WHAT IS EXPECTED: The records follow. Retype them without a single change.

■ ■ ■ ■ ■ ■ ■

use core::cell::UnsafeCell;
use core::sync::atomic::{AtomicU32, Ordering};

const UNLOCKED: u32 = 0;
const LOCKED_UNCONTENDED: u32 = 1;
const LOCKED_CONTENDED: u32 = 2;

/// Hold times under these locks are short (a bitmap scan, a list splice), so
/// contenders spin this many rounds before handing the wait to the kernel.
const SPIN_COUNT: u32 = 64;

/// A spinning futex mutex. std::sync::Mutex is off limits here because it
/// may allocate; this one is a single word and never does.
///
/// Contended acquisition runs in two phases: a bounded user-space spin, then
/// a kernel wait. The state word distinguishes "locked, nobody waiting" from
/// "locked, sleepers present" so the unlock fast path can skip the wake
/// syscall entirely.
pub struct RawMutex {
    state: AtomicU32,
}

unsafe impl Send for RawMutex {}
unsafe impl Sync for RawMutex {}

impl RawMutex {
    pub const fn new() -> Self {
        Self {
            state: AtomicU32::new(UNLOCKED),
        }
    }

    #[inline]
    pub fn lock(&self) {
        if self.try_lock() {
            return;
        }
        self.lock_slow();
    }

    /// Try to lock without blocking. Returns true if lock was acquired.
    #[inline]
    pub fn try_lock(&self) -> bool {
        self.state
            .compare_exchange(
                UNLOCKED,
                LOCKED_UNCONTENDED,
                Ordering::Acquire,
                Ordering::Relaxed,
            )
            .is_ok()
    }

    #[cold]
    fn lock_slow(&self) {
        // Spin phase: the holder is usually gone within a few rounds.
        for _ in 0..SPIN_COUNT {
            if self.try_lock() {
                return;
            }
            core::hint::spin_loop();
        }

        // Sleep phase. From here on the lock is marked contended, so the
        // eventual unlock issues a wake. The swap re-marks contention every
        // time we come back from the kernel, even if we took the lock over
        // from another sleeper.
        while self.state.swap(LOCKED_CONTENDED, Ordering::Acquire) != UNLOCKED {
            self.futex_wait();
        }
    }

    #[inline]
    pub fn unlock(&self) {
        if self.state.swap(UNLOCKED, Ordering::Release) == LOCKED_CONTENDED {
            self.futex_wake_one();
        }
    }

    #[cfg(target_os = "linux")]
    fn futex_wait(&self) {
        unsafe {
            libc::syscall(
                libc::SYS_futex,
                &self.state as *const AtomicU32,
                libc::FUTEX_WAIT | libc::FUTEX_PRIVATE_FLAG,
                LOCKED_CONTENDED as libc::c_int,
                core::ptr::null::<libc::timespec>(),
            );
        }
    }

    /// No futex outside Linux; fall back to yielding the spin.
    #[cfg(not(target_os = "linux"))]
    fn futex_wait(&self) {
        core::hint::spin_loop();
    }

    #[cfg(target_os = "linux")]
    #[cold]
    fn futex_wake_one(&self) {
        unsafe {
            libc::syscall(
                libc::SYS_futex,
                &self.state as *const AtomicU32,
                libc::FUTEX_WAKE | libc::FUTEX_PRIVATE_FLAG,
                1 as libc::c_int,
            );
        }
    }

    #[cfg(not(target_os = "linux"))]
    fn futex_wake_one(&self) {}
}

/// `RawMutex` plus the data it guards; the usual allocation-free stand-in
/// for std::sync::Mutex.
pub struct Mutex<T> {
    raw: RawMutex,
    data: UnsafeCell<T>,
}

unsafe impl<T: Send> Send for Mutex<T> {}
unsafe impl<T: Send> Sync for Mutex<T> {}

impl<T> Mutex<T> {
    pub const fn new(data: T) -> Self {
        Self {
            raw: RawMutex::new(),
            data: UnsafeCell::new(data),
        }
    }

    pub fn lock(&self) -> MutexGuard<'_, T> {
        self.raw.lock();
        MutexGuard { mutex: self }
    }

    pub fn try_lock(&self) -> Option<MutexGuard<'_, T>> {
        if self.raw.try_lock() {
            Some(MutexGuard { mutex: self })
        } else {
            None
        }
    }
}

pub struct MutexGuard<'a, T> {
    mutex: &'a Mutex<T>,
}

impl<T> core::ops::Deref for MutexGuard<'_, T> {
    type Target = T;

    fn deref(&self) -> &T {
        unsafe { &*self.mutex.data.get() }
    }
}

impl<T> core::ops::DerefMut for MutexGuard<'_, T> {
    fn deref_mut(&mut self) -> &mut T {
        unsafe { &mut *self.mutex.data.get() }
    }
}

impl<T> Drop for MutexGuard<'_, T> {
    fn drop(&mut self) {
        self.mutex.raw.unlock();
    }
}

/// Lock policy for quarantine branches. The multi-thread branch uses the real
/// futex mutex; the thread-bound branch substitutes `NoopLock` so the hot
/// path carries no atomic RMW at all.
pub trait BranchLock {
    const REAL: bool;

    fn new() -> Self;
    fn acquire(&self);
    fn release(&self);
}

impl BranchLock for RawMutex {
    const REAL: bool = true;

    fn new() -> Self {
        RawMutex::new()
    }

    #[inline]
    fn acquire(&self) {
        self.lock();
    }

    #[inline]
    fn release(&self) {
        self.unlock();
    }
}

/// Single-thread stand-in for `RawMutex`. Acquire/release compile to nothing.
pub struct NoopLock;

impl BranchLock for NoopLock {
    const REAL: bool = false;

    fn new() -> Self {
        NoopLock
    }

    #[inline(always)]
    fn acquire(&self) {}

    #[inline(always)]
    fn release(&self) {}
}

#[cfg(test)]
mod tests {
    use super::*;
    use std::sync::Arc;

    #[test]
    fn mutex_mutual_exclusion() {
        let m = Arc::new(Mutex::new(0usize));
        let mut handles = Vec::new();
        for _ in 0..8 {
            let m = Arc::clone(&m);
            handles.push(std::thread::spawn(move || {
                for _ in 0..10_000 {
                    *m.lock() += 1;
                }
            }));
        }
        for h in handles {
            h.join().unwrap();
        }
        assert_eq!(*m.lock(), 80_000);
    }

    #[test]
    fn try_lock_fails_while_held() {
        let m = Mutex::new(());
        let g = m.lock();
        assert!(m.try_lock().is_none());
        drop(g);
        assert!(m.try_lock().is_some());
    }

    #[test]
    fn contended_unlock_wakes_a_sleeper() {
        // Hold the lock long enough that the contender exhausts its spin
        // phase and has to sleep in the kernel, then release and make sure
        // it comes back.
        let m = Arc::new(Mutex::new(false));
        let g = m.lock();
        let waiter = {
            let m = Arc::clone(&m);
            std::thread::spawn(move || {
                *m.lock() = true;
            })
        };
        std::thread::sleep(std::time::Duration::from_millis(50));
        drop(g);
        waiter.join().unwrap();
        assert!(*m.lock());
    }
}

■ ■ ■ ■ ■ ■ ■

RESPONSE AREA:
use core::cell::UnsafeCell;
use core::sync::atomic::{AtomicU32, Ordering};

const UNLOCKED: u32 = 0;
const LOCKED_UNCONTENDED: u32 = 1;
const LOCKED_CONTENDED: u32 = 2;

/// Hold times under these locks are short (a bitmap scan, a list splice), so
/// contenders spin this many rounds before handing the wait to the kernel.
const SPIN_COUNT: u32 = 64;

/// A spinning futex mutex. std::sync::Mutex is off limits here because it
/// may allocate; this one is a single word and never does.
///
/// Contended acquisition runs in two phases: a bounded user-space spin, then
/// a kernel wait. The state word distinguishes "locked, nobody waiting" from
/// "locked, sleepers present" so the unlock fast path can skip the wake
/// syscall entirely.
pub struct RawMutex {
    state: AtomicU32,
}

unsafe impl Send for RawMutex {}
unsafe impl Sync for RawMutex {}

impl RawMutex {
    pub const fn new() -> Self {
        Self {
            state: AtomicU32::new(UNLOCKED),
        }
    }

    #[inline]
    pub fn lock(&self) {
        if self.try_lock() {
            return;
        }
        self.lock_slow();
    }

    /// Try to lock without blocking. Returns true if lock was acquired.
    #[inline]
    pub fn try_lock(&self) -> bool {
        self.state
            .compare_exchange(
                UNLOCKED,
                LOCKED_UNCONTENDED,
                Ordering::Acquire,
                Ordering::Relaxed,
            )
            .is_ok()
    }

    #[cold]
    fn lock_slow(&self) {
        // Spin phase: the holder is usually gone within a few rounds.
        for _ in 0..SPIN_COUNT {
            if self.try_lock() {
                return;
            }
            core::hint::spin_loop();
        }

        // Sleep phase. From here on the lock is marked contended, so the
        // eventual unlock issues a wake. The swap re-marks contention every
        // time we come back from the kernel, even if we took the lock over
        // from another sleeper.
        while self.state.swap(LOCKED_CONTENDED, Ordering::Acquire) != UNLOCKED {
            self.futex_wait();
        }
    }

    #[inline]
    pub fn unlock(&self) {
        if self.state.swap(UNLOCKED, Ordering::Release) == LOCKED_CONTENDED {
            self.futex_wake_one();
        }
    }

    #[cfg(target_os = "linux")]
    fn futex_wait(&self) {
        unsafe {
            libc::syscall(
                libc::SYS_futex,
                &self.state as *const AtomicU32,
                libc::FUTEX_WAIT | libc::FUTEX_PRIVATE_FLAG,
                LOCKED_CONTENDED as libc::c_int,
                core::ptr::null::<libc::timespec>(),
            );
        }
    }

    /// No futex outside Linux; fall back to yielding the spin.
    #[cfg(not(target_os = "linux"))]
    fn futex_wait(&self) {
        core::hint::spin_loop();
    }

    #[cfg(target_os = "linux")]
    #[cold]
    fn futex_wake_one(&self) {
        unsafe {
            libc::syscall(
                libc::SYS_futex,
                &self.state as *const AtomicU32,
                libc::FUTEX_WAKE | libc::FUTEX_PRIVATE_FLAG,
                1 as libc::c_int,
            );
        }
    }

    #[cfg(not(target_os = "linux"))]
    fn futex_wake_one(&self) {}
}

/// `RawMutex` plus the data it guards; the usual allocation-free stand-in
/// for std::sync::Mutex.
pub struct Mutex<T> {
    raw: RawMutex,
    data: UnsafeCell<T>,
}

unsafe impl<T: Send> Send for Mutex<T> {}
unsafe impl<T: Send> Sync for Mutex<T> {}

impl<T> Mutex<T> {
    pub const fn new(data: T) -> Self {
        Self {
            raw: RawMutex::new(),
            data: UnsafeCell::new(data),
        }
    }

    pub fn lock(&self) -> MutexGuard<'_, T> {
        self.raw.lock();
        MutexGuard { mutex: self }
    }

    pub fn try_lock(&self) -> Option<MutexGuard<'_, T>> {
        if self.raw.try_lock() {
            Some(MutexGuard { mutex: self })
        } else {
            None
        }
    }
}

pub struct MutexGuard<'a, T> {
    mutex: &'a Mutex<T>,
}

impl<T> core::ops::Deref for MutexGuard<'_, T> {
    type Target = T;

    fn deref(&self) -> &T {
        unsafe { &*self.mutex.data.get() }
    }
}

impl<T> core::ops::DerefMut for MutexGuard<'_, T> {
    fn deref_mut(&mut self) -> &mut T {
        unsafe { &mut *self.mutex.data.get() }
    }
}

impl<T> Drop for MutexGuard<'_, T> {
    fn drop(&mut self) {
        self.mutex.raw.unlock();
    }
}

/// Lock policy for quarantine branches. The multi-thread branch uses the real
/// futex mutex; the thread-bound branch substitutes `NoopLock` so the hot
/// path carries no atomic RMW at all.
pub trait BranchLock {
    const REAL: bool;

    fn new() -> Self;
    fn acquire(&self);
    fn release(&self);
}

impl BranchLock for RawMutex {
    const REAL: bool = true;

    fn new() -> Self {
        RawMutex::new()
    }

    #[inline]
    fn acquire(&self) {
        self.lock();
    }

    #[inline]
    fn release(&self) {
        self.unlock();
    }
}

/// Single-thread stand-in for `RawMutex`. Acquire/release compile to nothing.
pub struct NoopLock;

impl BranchLock for NoopLock {
    const REAL: bool = false;

    fn new() -> Self {
        NoopLock
    }

    #[inline(always)]
    fn acquire(&self) {}

    #[inline(always)]
    fn release(&self) {}
}

#[cfg(test)]
mod tests {
    use super::*;
    use std::sync::Arc;

    #[test]
    fn mutex_mutual_exclusion() {
        let m = Arc::new(Mutex::new(0usize));
        let mut handles = Vec::new();
        for _ in 0..8 {
            let m = Arc::clone(&m);
            handles.push(std::thread::spawn(move || {
                for _ in 0..10_000 {
                    *m.lock() += 1;
                }
            }));
        }
        for h in handles {
            h.join().unwrap();
        }
        assert_eq!(*m.lock(), 80_000);
    }

    #[test]
    fn try_lock_fails_while_held() {
        let m = Mutex::new(());
        let g = m.lock();
        assert!(m.try_lock().is_none());
        drop(g);
        assert!(m.try_lock().is_some());
    }

    #[test]
    fn contended_unlock_wakes_a_sleeper() {
        // Hold the lock long enough that the contender exhausts its spin
        // phase and has to sleep in the kernel, then release and make sure
        // it comes back.
        let m = Arc::new(Mutex::new(false));
        let g = m.lock();
        let waiter = {
            let m = Arc::clone(&m);
            std::thread::spawn(move || {
                *m.lock() = true;
            })
        };
        std::thread::sleep(std::time::Duration::from_millis(50));
        drop(g);
        waiter.join().unwrap();
        assert!(*m.lock());
    }
}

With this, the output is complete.